>>>

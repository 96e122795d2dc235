//! Daily to-do list

use serde::{Deserialize, Serialize};

use crate::domain::diary::DiaryDate;
use crate::domain::error::TodoError;

#[derive(Debug, Clone, PartialEq, Eq, Serialize, Deserialize)]
pub struct TodoItem {
    pub id: u32,
    pub date: DiaryDate,
    pub text: String,
    #[serde(default)]
    pub done: bool,
}

/// Every to-do item across all days.
///
/// Ids are never reused, so a removed item's id cannot come back and
/// point at something else.
#[derive(Debug, Clone, Default, PartialEq, Eq, Serialize, Deserialize)]
pub struct TodoList {
    #[serde(default)]
    next_id: u32,
    #[serde(default)]
    items: Vec<TodoItem>,
}

impl TodoList {
    pub fn new() -> Self {
        Self::default()
    }

    pub fn is_empty(&self) -> bool {
        self.items.is_empty()
    }

    /// Append an item for `date`, returning it with its new id
    pub fn add(&mut self, date: DiaryDate, text: &str) -> Result<&TodoItem, TodoError> {
        let text = checked_text(text)?;
        // Lists written by hand may lack next_id
        let id = self
            .next_id
            .max(self.items.iter().map(|t| t.id).max().unwrap_or(0))
            + 1;
        self.next_id = id;
        self.items.push(TodoItem {
            id,
            date,
            text,
            done: false,
        });
        Ok(&self.items[self.items.len() - 1])
    }

    /// Flip completion, returning the new state
    pub fn toggle(&mut self, id: u32) -> Result<bool, TodoError> {
        let item = self.item_mut(id)?;
        item.done = !item.done;
        Ok(item.done)
    }

    pub fn edit(&mut self, id: u32, text: &str) -> Result<(), TodoError> {
        let text = checked_text(text)?;
        self.item_mut(id)?.text = text;
        Ok(())
    }

    pub fn remove(&mut self, id: u32) -> Result<TodoItem, TodoError> {
        let index = self
            .items
            .iter()
            .position(|t| t.id == id)
            .ok_or(TodoError::NotFound(id))?;
        Ok(self.items.remove(index))
    }

    /// Items of one day in insertion order
    pub fn on(&self, date: DiaryDate) -> impl Iterator<Item = &TodoItem> {
        self.items.iter().filter(move |t| t.date == date)
    }

    /// Percentage of the day's items that are done, rounded; 0 for an empty day
    pub fn completion_rate(&self, date: DiaryDate) -> u8 {
        let (total, done) = self.on(date).fold((0u32, 0u32), |(total, done), t| {
            (total + 1, done + u32::from(t.done))
        });
        if total == 0 {
            return 0;
        }
        ((done * 100 + total / 2) / total) as u8
    }

    fn item_mut(&mut self, id: u32) -> Result<&mut TodoItem, TodoError> {
        self.items
            .iter_mut()
            .find(|t| t.id == id)
            .ok_or(TodoError::NotFound(id))
    }
}

fn checked_text(text: &str) -> Result<String, TodoError> {
    let text = text.trim();
    if text.is_empty() {
        return Err(TodoError::EmptyText);
    }
    Ok(text.to_string())
}
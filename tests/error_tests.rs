//! Failure paths of the binary: bad config input and an unreachable backend

use std::process::Command;

use tempfile::TempDir;

struct Run {
    code: Option<i32>,
    stdout: String,
    stderr: String,
}

/// Runs `memento` with a throwaway config home and no credentials from the environment
fn run(args: &[&str]) -> Run {
    let home = TempDir::new().unwrap();
    let output = Command::new(env!("CARGO_BIN_EXE_memento"))
        .args(args)
        .env("XDG_CONFIG_HOME", home.path())
        .env("NO_COLOR", "1")
        .env_remove("MEMENTO_SERVER_URL")
        .env_remove("MEMENTO_ACCESS_TOKEN")
        .output()
        .unwrap();

    Run {
        code: output.status.code(),
        stdout: String::from_utf8_lossy(&output.stdout).into_owned(),
        stderr: String::from_utf8_lossy(&output.stderr).into_owned(),
    }
}

#[test]
fn unknown_key_is_rejected_for_get_and_set() {
    for args in [
        &["config", "get", "unknown_key"][..],
        &["config", "set", "unknown_key", "value"][..],
    ] {
        let out = run(args);
        assert_ne!(out.code, Some(0));
        assert!(
            out.stderr.contains("Unknown") && out.stderr.contains("server_url"),
            "{:?}: {}",
            args,
            out.stderr
        );
    }
}

#[test]
fn set_explains_each_invalid_value() {
    let cases = [
        ("max_duration", "forever", "Invalid duration"),
        ("server_url", "diary.example.com", "http://"),
        ("notify", "maybe", "true/false"),
        ("cache_dir", "", "must not be empty"),
    ];
    for (key, value, hint) in cases {
        let out = run(&["config", "set", key, value]);
        assert_eq!(out.code, Some(1), "{} = {:?}", key, value);
        assert!(out.stderr.contains(hint), "{}: {}", key, out.stderr);
    }
}

#[test]
fn list_without_a_file_shows_every_key_unset() {
    let out = run(&["config", "list"]);
    assert_eq!(out.code, Some(0));
    for key in ["server_url", "access_token", "cache_dir", "max_duration", "notify"] {
        assert!(out.stdout.contains(key), "{}", out.stdout);
    }
    assert_eq!(out.stdout.matches("(not set)").count(), 5);
}

#[test]
fn unreachable_backend_is_an_error() {
    // Nothing listens on the discard port
    let out = run(&[
        "--server-url",
        "http://127.0.0.1:9",
        "diary",
        "show",
        "2024-05-17",
    ]);
    assert_eq!(out.code, Some(1));
    assert!(out.stderr.contains("request failed"), "{}", out.stderr);
}
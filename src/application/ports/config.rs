//! Where the user config file lives

use std::path::PathBuf;

use async_trait::async_trait;

use crate::domain::config::AppConfig;
use crate::domain::error::ConfigError;

/// Port for the persisted user configuration
#[async_trait]
pub trait ConfigStore: Send + Sync {
    /// Read the stored config; a missing file yields an empty config
    async fn load(&self) -> Result<AppConfig, ConfigError>;

    /// Replace the stored config, creating parent directories as needed
    async fn save(&self, config: &AppConfig) -> Result<(), ConfigError>;

    fn path(&self) -> PathBuf;

    fn exists(&self) -> bool;

    /// Write [`AppConfig::defaults`]; fails with `AlreadyExists` if a file is there
    async fn init(&self) -> Result<(), ConfigError>;
}
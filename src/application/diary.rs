//! Diary client use cases
//!
//! Hands recordings off to the remote diary backend and fetches entries
//! and stored audio back.

use std::path::{Path, PathBuf};

use thiserror::Error;
use tracing::{debug, info, warn};

use crate::domain::account::{Signup, UserProfile};
use crate::domain::diary::{
    AudioAttachment, Day, DiaryDate, DiaryRecord, DiarySubmission, Emotion, StorageKey,
};

use super::ports::{AccountApi, DiaryApi, DiaryApiError, FileStorage, StorageError};

/// Downloaded audio smaller than this is treated as corrupt
pub const MIN_AUDIO_BYTES: u64 = 1000;

/// Errors from the diary use cases
#[derive(Debug, Error)]
pub enum DiaryError {
    #[error("{0}")]
    Api(#[from] DiaryApiError),

    #[error("{0}")]
    Storage(#[from] StorageError),

    #[error("Diary entry has no backend id yet")]
    MissingId,

    #[error("New password must differ from the current one")]
    SamePassword,
}

/// Diary service over the backend and local cache
pub struct DiaryService<A: DiaryApi, S: FileStorage> {
    api: A,
    storage: S,
    cache_dir: PathBuf,
}

impl<A: DiaryApi, S: FileStorage> DiaryService<A, S> {
    pub fn new(api: A, storage: S, cache_dir: impl Into<PathBuf>) -> Self {
        Self {
            api,
            storage,
            cache_dir: cache_dir.into(),
        }
    }

    /// Entry of a date, `None` when nothing was written yet
    pub async fn load(&self, date: DiaryDate) -> Result<Option<DiaryRecord>, DiaryError> {
        Ok(self.api.get_diary(date).await?)
    }

    pub async fn list(&self) -> Result<Vec<DiaryRecord>, DiaryError> {
        Ok(self.api.list_diaries().await?)
    }

    /// Save a text-only draft
    pub async fn save_text(
        &self,
        date: DiaryDate,
        content: &str,
    ) -> Result<DiaryRecord, DiaryError> {
        let submission = DiarySubmission::text(date, content);
        let record = self.api.save_diary(&submission).await?;
        info!(%date, "diary draft saved");
        Ok(record)
    }

    /// Save a draft with the recording at `audio_path` attached
    pub async fn save_voice(
        &self,
        date: DiaryDate,
        content: &str,
        audio_path: &Path,
    ) -> Result<DiaryRecord, DiaryError> {
        let submission = self.submission(date, content, Some(audio_path)).await?;
        let record = self.api.save_diary(&submission).await?;
        info!(%date, audio = %audio_path.display(), "voice diary draft saved");
        Ok(record)
    }

    /// Save and lock the entry; the backend attaches emotion and comment.
    ///
    /// The local recording is left untouched, so a failed finalize can be
    /// retried without recording again.
    pub async fn finalize(
        &self,
        date: DiaryDate,
        content: &str,
        audio_path: Option<&Path>,
    ) -> Result<DiaryRecord, DiaryError> {
        let submission = self.submission(date, content, audio_path).await?;
        let record = self.api.finalize_diary(&submission).await?;
        info!(
            %date,
            emotion = record.emotion.map(|e| e.as_str()).unwrap_or("none"),
            "diary finalized"
        );
        Ok(record)
    }

    pub async fn set_emotion(&self, date: DiaryDate, emotion: Emotion) -> Result<Day, DiaryError> {
        let day = self.api.update_day_emotion(date, emotion).await?;
        info!(%date, emotion = emotion.as_str(), "day emotion updated");
        Ok(day)
    }

    /// Exchange credentials for an access token
    pub async fn login(&self, email: &str, password: &str) -> Result<String, DiaryError> {
        Ok(self.api.login(email, password).await?)
    }

    /// Download the audio stored for `record` into the cache.
    ///
    /// # Returns
    /// The cached file, or `None` when the entry has no usable audio
    pub async fn download_audio(
        &self,
        record: &DiaryRecord,
    ) -> Result<Option<PathBuf>, DiaryError> {
        let id = record.id.ok_or(DiaryError::MissingId)?;
        if !record.has_audio() {
            debug!(%id, "diary entry has no audio");
            return Ok(None);
        }

        let data = self.api.download_audio(id).await?;
        let target = StorageKey::Diary(id).path_in(&self.cache_dir);

        if self.storage.exists(&target).await {
            self.storage.delete(&target, true).await?;
        }
        self.storage.write(&target, &data).await?;

        let size = self.storage.size(&target).await?;
        if size < MIN_AUDIO_BYTES {
            warn!(%id, size, "downloaded audio too small, discarding");
            self.storage.delete(&target, true).await?;
            return Ok(None);
        }

        info!(%id, path = %target.display(), size, "audio downloaded");
        Ok(Some(target))
    }

    async fn submission(
        &self,
        date: DiaryDate,
        content: &str,
        audio_path: Option<&Path>,
    ) -> Result<DiarySubmission, DiaryError> {
        let Some(path) = audio_path else {
            return Ok(DiarySubmission::text(date, content));
        };
        let data = self.storage.read(path).await?;
        let file_name = path
            .file_name()
            .map(|n| n.to_string_lossy().into_owned())
            .unwrap_or_else(|| StorageKey::Placeholder(date).file_name());
        Ok(DiarySubmission::voice(
            date,
            content,
            AudioAttachment::new(file_name, data),
        ))
    }
}

impl<A: DiaryApi + AccountApi, S: FileStorage> DiaryService<A, S> {
    pub async fn signup(&self, signup: &Signup) -> Result<(), DiaryError> {
        self.api.signup(signup).await?;
        info!(email = %signup.email, "account created");
        Ok(())
    }

    pub async fn whoami(&self) -> Result<UserProfile, DiaryError> {
        Ok(self.api.current_user().await?)
    }

    pub async fn change_password(&self, current: &str, new: &str) -> Result<(), DiaryError> {
        if current == new {
            return Err(DiaryError::SamePassword);
        }
        self.api.change_password(current, new).await?;
        info!("password changed");
        Ok(())
    }
}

<<<

PROBLEM: When a line in the material above contains the word "Command", copy that line out.

REPLY TO THE TASK:
use std::process::Command;
    let output = Command::new(env!("CARGO_BIN_EXE_memento"))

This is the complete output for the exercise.